Mind you, there’s an argument for saying that whoever features on a Necrophobic record will do a damn fine job because, once again, the music presented to us is of a high quality and is thoroughly enjoyable. ‘In The Twilight Grey’ boasts a collection of ten new tracks that don’t reinvent any wheels, but which hammer home just how adept the band is at penning ferocious music that’s both vicious and spiteful, yet catchy and memorable. It can often be a tough line to walk, but when it comes to Necrophobic, they make it seem pretty effortless.

That said, it did take me a couple of spins to feel the full effect of the onslaught and to appreciate the more subtle aspects of the songs. Initially, the melodies which are so much a part of the Necrophobic sound felt a little more hidden away within the shadows, eclipsed by a fervent desire to bludgeon the listener first and foremost with their blackened death attack. This is never more evident than with the opening duo of tracks, ‘Grace Of The Past’, followed by ‘Clavis Inerni’.

Necrophobic - In The Twilight Grey

After a brief bass intro, we’re straight into the opener, a rip-roaring blast of fast, icy cold riffing, blastbeats, and black metal dissonance. It’s a thunderous beginning and it takes a while for the subtleties to start to peek through. The chorus is, with time, deceptively catchy, led by a prominent lead guitar line atop more blasts. The pace does slow to allow the riffs to take centre stage and I detect a vague thrash feel, albeit intermingled with dense atmospheres, before a lead guitar solo shoots for the skies. With barely a pause for breath, ‘Clavis Inferni’ sets off at a similar pace to its predecessor and is less overtly melodic overall whilst also managing to snare me in with its grooves and blackened intent.

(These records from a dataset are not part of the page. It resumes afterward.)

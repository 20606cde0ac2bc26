use camino::Utf8Path;
use futures::stream::StreamExt;
use governor::clock::DefaultClock;
use governor::middleware::NoOpMiddleware;
use governor::state::{InMemoryState, NotKeyed};
use governor::{InsufficientCapacity, Quota, RateLimiter};
use reqwest::header::{HeaderValue, AUTHORIZATION, CONTENT_LENGTH};
use reqwest::{Client, Method, Url};
use std::num::NonZeroU32;
use std::sync::Arc;
use std::time::Duration;
use tokio::fs::File;
use tokio::io::AsyncWriteExt;

use super::{HttpError, RequestBody, RequestContext, TransferClient, TransferRequest, TransferResponse};
use crate::hashing::{ChecksumError, ChunkReader};

type Limiter = RateLimiter<NotKeyed, InMemoryState, DefaultClock, NoOpMiddleware>;

/// Byte-rate cap shared by every body a client streams.
///
/// The quota's burst equals one second of traffic, so bodies are metered
/// in pieces no larger than that burst.
struct Bandwidth {
    limiter: Limiter,
    burst: NonZeroU32,
}

impl Bandwidth {
    fn new(bytes_per_sec: u64) -> Option<Self> {
        let burst = NonZeroU32::new(bytes_per_sec.min(u32::MAX as u64) as u32)?;
        Some(Self {
            limiter: RateLimiter::direct(Quota::per_second(burst)),
            burst,
        })
    }

    /// Wait until `len` bytes may pass.
    async fn consume(&self, len: usize) -> Result<(), InsufficientCapacity> {
        let mut left = len;
        while left > 0 {
            let piece = left.min(self.burst.get() as usize);
            if let Some(n) = NonZeroU32::new(piece as u32) {
                self.limiter.until_n_ready(n).await?;
            }
            left -= piece;
        }
        Ok(())
    }
}

fn over_capacity(err: InsufficientCapacity) -> std::io::Error {
    std::io::Error::other(format!("bandwidth limiter rejected a chunk: {err}"))
}

/// Build the shared HTTP client. `authorization` is sent verbatim as the
/// `Authorization` header of every request.
pub fn default_http_client(authorization: Option<&str>) -> Result<Client, HttpError> {
    let mut headers = reqwest::header::HeaderMap::new();
    if let Some(auth) = authorization {
        let mut value = HeaderValue::from_str(auth)
            .map_err(|e| HttpError::InvalidRequest(format!("bad authorization header: {e}")))?;
        value.set_sensitive(true);
        headers.insert(AUTHORIZATION, value);
    }
    Client::builder()
        .default_headers(headers)
        .connect_timeout(Duration::from_secs(30))
        .pool_idle_timeout(Duration::from_secs(90))
        .user_agent(concat!("stratus/", env!("CARGO_PKG_VERSION")))
        .build()
        .map_err(|e| HttpError::InvalidRequest(format!("cannot build HTTP client: {e}")))
}

/// [`TransferClient`] backed by `reqwest`.
#[derive(Clone)]
pub struct ReqwestTransferClient {
    client: Client,
    limiter: Option<Arc<Bandwidth>>,
}

impl ReqwestTransferClient {
    pub fn new(client: Client) -> Self {
        Self {
            client,
            limiter: None,
        }
    }

    /// Cap streamed request and response bodies to `bytes_per_sec`.
    pub fn with_rate_limit(mut self, bytes_per_sec: Option<u64>) -> Self {
        self.limiter = bytes_per_sec.and_then(Bandwidth::new).map(Arc::new);
        self
    }

    async fn build_body(
        &self,
        body: RequestBody,
        ctx: &RequestContext,
    ) -> Result<Option<reqwest::Body>, HttpError> {
        match body {
            RequestBody::Empty => Ok(None),
            RequestBody::Bytes(bytes) => Ok(Some(reqwest::Body::from(bytes))),
            RequestBody::FileWindow { path, offset, len } => {
                let reader = ChunkReader::open(&path)?;
                let window = reader.window_stream(offset, len).await?;
                let cancel = ctx.cancel.clone();
                let progress = ctx.progress.clone();
                let limiter = self.limiter.clone();

                let stream = window.then(move |chunk| {
                    let cancel = cancel.clone();
                    let progress = progress.clone();
                    let limiter = limiter.clone();
                    async move {
                        let chunk = chunk?;
                        if cancel.is_cancelled() {
                            return Err(std::io::Error::new(
                                std::io::ErrorKind::Interrupted,
                                "upload cancelled",
                            ));
                        }
                        if let Some(l) = &limiter {
                            l.consume(chunk.len()).await.map_err(over_capacity)?;
                        }
                        if let Some(cb) = &progress {
                            cb(chunk.len() as u64);
                        }
                        Ok(chunk)
                    }
                });
                Ok(Some(reqwest::Body::wrap_stream(stream)))
            }
        }
    }
}

fn transport(method: &Method, url: &Url, err: reqwest::Error) -> HttpError {
    HttpError::Transport {
        method: method.to_string(),
        url: url.to_string(),
        message: err.to_string(),
        timeout: err.is_timeout(),
    }
}

impl From<ChecksumError> for HttpError {
    fn from(value: ChecksumError) -> Self {
        match value {
            ChecksumError::Io(e) => HttpError::Io(e),
            other => HttpError::InvalidRequest(other.to_string()),
        }
    }
}

#[async_trait::async_trait]
impl TransferClient for ReqwestTransferClient {
    async fn send(
        &self,
        req: TransferRequest,
        ctx: &RequestContext,
    ) -> Result<TransferResponse, HttpError> {
        if ctx.cancel.is_cancelled() {
            return Err(HttpError::Cancelled);
        }

        let method = req.method.clone();
        let url = req.url.clone();
        let body_len = req.body.len();
        let streamed = matches!(req.body, RequestBody::FileWindow { .. });
        let in_memory = matches!(req.body, RequestBody::Bytes(_));

        let mut builder = self.client.request(req.method, req.url);
        for (name, value) in &req.headers {
            builder = builder.header(name.as_str(), value.as_str());
        }
        if let Some(body) = self.build_body(req.body, ctx).await? {
            if streamed {
                // Streamed bodies would otherwise go out chunked; TUS needs an exact length.
                builder = builder.header(CONTENT_LENGTH, body_len);
            }
            builder = builder.body(body);
        }

        let exchange = async {
            let resp = builder.send().await?;
            let status = resp.status();
            let headers = resp.headers().clone();
            let body = resp.bytes().await?;
            Ok::<_, reqwest::Error>(TransferResponse {
                status,
                headers,
                body,
            })
        };

        let result = tokio::select! {
            biased;
            _ = ctx.cancel.cancelled() => return Err(HttpError::Cancelled),
            r = exchange => r,
        };

        match result {
            Ok(resp) => {
                if in_memory && resp.status.is_success() {
                    ctx.report(body_len);
                }
                tracing::debug!("{method} {url} -> {}", resp.status);
                Ok(resp)
            }
            Err(_) if ctx.cancel.is_cancelled() => Err(HttpError::Cancelled),
            Err(e) => Err(transport(&method, &url, e)),
        }
    }

    async fn download_to(
        &self,
        url: Url,
        headers: Vec<(String, String)>,
        dest: &Utf8Path,
        ctx: &RequestContext,
    ) -> Result<TransferResponse, HttpError> {
        if ctx.cancel.is_cancelled() {
            return Err(HttpError::Cancelled);
        }

        let mut builder = self.client.get(url.clone());
        for (name, value) in &headers {
            builder = builder.header(name.as_str(), value.as_str());
        }

        let resp = tokio::select! {
            biased;
            _ = ctx.cancel.cancelled() => return Err(HttpError::Cancelled),
            r = builder.send() => r.map_err(|e| transport(&Method::GET, &url, e))?,
        };

        let mut out = TransferResponse::new(resp.status());
        out.headers = resp.headers().clone();
        if !resp.status().is_success() {
            return Ok(out);
        }

        if let Some(parent) = dest.parent() {
            tokio::fs::create_dir_all(parent.as_std_path()).await?;
        }
        let mut file = File::create(dest.as_std_path()).await?;
        let mut stream = resp.bytes_stream();

        loop {
            let next = tokio::select! {
                biased;
                _ = ctx.cancel.cancelled() => return Err(HttpError::Cancelled),
                n = stream.next() => n,
            };
            let Some(chunk) = next else {
                break;
            };
            let chunk = chunk.map_err(|e| transport(&Method::GET, &url, e))?;
            if let Some(l) = &self.limiter {
                l.consume(chunk.len()).await.map_err(over_capacity)?;
            }
            file.write_all(&chunk).await?;
            ctx.report(chunk.len() as u64);
        }
        file.flush().await?;
        file.sync_all().await?;

        Ok(out)
    }
}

Things change slightly, though, with the introduction of ‘As Stars Collide’. The pace is slowed to a more mid-tempo stomp alongside an increase in atmospheres, dark theatrics, and melody. There are faster passages to be heard but after the moody opening sets the tone, the bulk of the song revels in hitting the listener with a couple of irresistible earworms. If anything, though, ‘Stormcrow’ turns the melody knob another notch higher and, in so doing, it soon becomes one of my favourites. And yet, the start of the track is pretty harsh and extreme, only releasing its hooks within the simple but effective chorus. I’ve always been a sucker for a catchy riff over a blastbeat and that’s what we get here, made all the better by the chosen guitar tones that I really like. A little surprising is the mid-song break, where Strokirk actually whispers across a pretty reserved and minimalist sonic plateau. And, even more surprising is the time it takes to ratchet back up to full-on aggression, allowing the track to build more slowly and let Ramstedt unleash a rather devastating lead solo in the process.  

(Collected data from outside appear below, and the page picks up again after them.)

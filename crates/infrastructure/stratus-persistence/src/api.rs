use serde::{Deserialize, Serialize};
use stratus_core::{
    LocalFileState, ResultCode, TransferId, TransferRecord, TransferStatus, TusSession,
};

pub const STRATUS_REDB_FILENAME: &str = "stratus.redb";
pub const CURRENT_SCHEMA: u32 = 1;

#[derive(Debug, Clone, Copy, PartialEq, Eq)]
pub enum DbState {
    Missing,
    Valid,
    Busy,
    Corrupt,
    NewerSchema { found: u32, supported: u32 },
}

/// Why a record goes back to ENQUEUED.
#[derive(Debug, Clone, Copy, PartialEq, Eq)]
pub enum Requeue {
    /// Retryable failure; counts toward the scheduler's attempt ceiling.
    Retry(ResultCode),
    /// Cooperative cancellation. The resumable session is kept.
    Cancelled,
    /// Explicit user retry of a FAILED record. Resets the attempt counter.
    Manual,
}

/// Per-file synchronization bookkeeping, keyed by (account, remote path).
#[derive(Debug, Clone, Default, Serialize, Deserialize, PartialEq, Eq)]
pub struct FileSyncState {
    pub local_path: Option<String>,
    pub local_modified: Option<i64>,
    pub last_synced: Option<i64>,
    pub synced_etag: Option<String>,
    /// Remote etag recorded when a conflict was detected and not yet resolved.
    pub conflict_etag: Option<String>,
}

impl FileSyncState {
    /// Decision input. `disk_modified` is the mtime of the local copy, `None`
    /// when there is no local copy; a fresh mtime wins over the stored one.
    pub fn to_local_state(&self, disk_modified: Option<i64>) -> LocalFileState {
        LocalFileState {
            local_present: disk_modified.is_some(),
            local_modified: disk_modified.or(self.local_modified),
            last_synced: self.last_synced,
            synced_etag: self.synced_etag.clone(),
        }
    }

    /// Record a finished transfer: the local copy and the server now agree on
    /// `etag`. An unknown etag clears the old one.
    pub fn mark_synced(&mut self, local_path: &str, local_modified: Option<i64>, etag: Option<String>) {
        let now = chrono::Utc::now().timestamp();
        self.local_path = Some(local_path.to_string());
        self.local_modified = local_modified;
        self.last_synced = Some(local_modified.map_or(now, |m| m.max(now)));
        self.synced_etag = etag;
        self.conflict_etag = None;
    }
}

/// Durable store of [`TransferRecord`]s.
///
/// Every mutating operation is a single atomic read-modify-write of one
/// record; a resume and a retry racing on the same id observe each other's
/// writes in full or not at all.
pub trait TransferRecordStore: Send + Sync {
    fn validate(&self) -> Result<DbState, crate::StorageError>;

    fn insert(&self, record: &TransferRecord) -> Result<(), crate::StorageError>;
    fn get(&self, id: &str) -> Result<Option<TransferRecord>, crate::StorageError>;
    /// Remove a record; returns what was stored, if anything.
    fn delete(&self, id: &str) -> Result<Option<TransferRecord>, crate::StorageError>;

    fn list_by_account(&self, account: &str) -> Result<Vec<TransferRecord>, crate::StorageError>;
    fn list_by_status(
        &self,
        status: TransferStatus,
    ) -> Result<Vec<TransferRecord>, crate::StorageError>;

    /// ENQUEUED -> IN_PROGRESS.
    fn claim(&self, id: &str) -> Result<TransferRecord, crate::StorageError>;
    fn requeue(&self, id: &str, reason: Requeue) -> Result<TransferRecord, crate::StorageError>;

    /// Store a freshly created resumable session. All session fields land together.
    fn begin_session(&self, id: &str, session: &TusSession) -> Result<(), crate::StorageError>;
    /// Advance the offset of the session at `upload_url`. Decreases are rejected.
    fn update_offset(
        &self,
        id: &str,
        upload_url: &str,
        offset: u64,
    ) -> Result<(), crate::StorageError>;
    /// Move the offset of the session at `upload_url` backwards after the server lost data.
    fn rewind_offset(
        &self,
        id: &str,
        upload_url: &str,
        offset: u64,
    ) -> Result<(), crate::StorageError>;
    fn set_session_expiry(
        &self,
        id: &str,
        upload_url: &str,
        expires: &str,
    ) -> Result<(), crate::StorageError>;
    fn clear_session(&self, id: &str) -> Result<(), crate::StorageError>;

    /// Terminal status, result code and session clearing in one update.
    fn finish(
        &self,
        id: &str,
        status: TransferStatus,
        code: ResultCode,
    ) -> Result<TransferRecord, crate::StorageError>;

    /// Return records a dead process left IN_PROGRESS to ENQUEUED.
    fn reset_interrupted(&self) -> Result<Vec<TransferId>, crate::StorageError>;
}

pub trait FileSyncStore: Send + Sync {
    fn load_file_state(
        &self,
        account: &str,
        remote_path: &str,
    ) -> Result<Option<FileSyncState>, crate::StorageError>;

    fn save_file_state(
        &self,
        account: &str,
        remote_path: &str,
        state: &FileSyncState,
    ) -> Result<(), crate::StorageError>;
}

Necrophobic also indulge in something a little more drawn-out and ‘epic’ thanks to ‘Shadows Of The Brightest Night’. It stretches in excess of seven-and-a-half minutes, but is packed with malevolent intent and enough strong blackened death metal aggression and frostiness to appease even the coldest heart. And again, the lead guitar solo provides the catchiness that is otherwise reined in, in favour of a more straight-forward heavy bludgeoning.

The second half of the album is, to my taste, equally as strong as the first. For example, how can you not enjoy the hammed-up drama and theatrics of the opening segment to ‘Mirrors Of A Thousand Lakes’, not to mention the wailing spiralling lead breaks that channel their inner thrash? The utterly frantic and exhausting beginning to ‘Cast In Stone’ soon gives way to a mid-tempo gallop to allow the riffs to take centre stage and an eerie-sounding chorus to worm its way insidiously into the brain of anyone foolish enough to listen.

The album closes with an atmospheric, theatrical instrumental in the form of ‘Ascension (Episode Four)’ which I can take or leave if I’m honest. Mind you, it can be forgiven when taken as the calm after the storm of the near-eight-minute title track. A blizzard of blackened riffs come at you with unrelenting force, intermingled with another hugely deceptively melodic embellishment at points. And, if you thought that any of the material up until now was a little on the theatrical side, wait until the latter stages of this composition, where the full force of Necrophobic’s melodic powers are unleashed in a rousing finale that tingles the spine.

Little more needs to be said about ‘In The Twilight Grey’ to be perfectly honest because by now, you’ll already know if you’re going to love it or hate it. Personally, Necrophobic fit squarely within my wheelhouse. I love the aggression, the blackened spite and intensity, and I love the fact that it is delivered with a healthy dose of melody. It might be slightly twisted and malevolent melody, but it speaks volumes to me and ensures I go home happy after each listen. Recommended.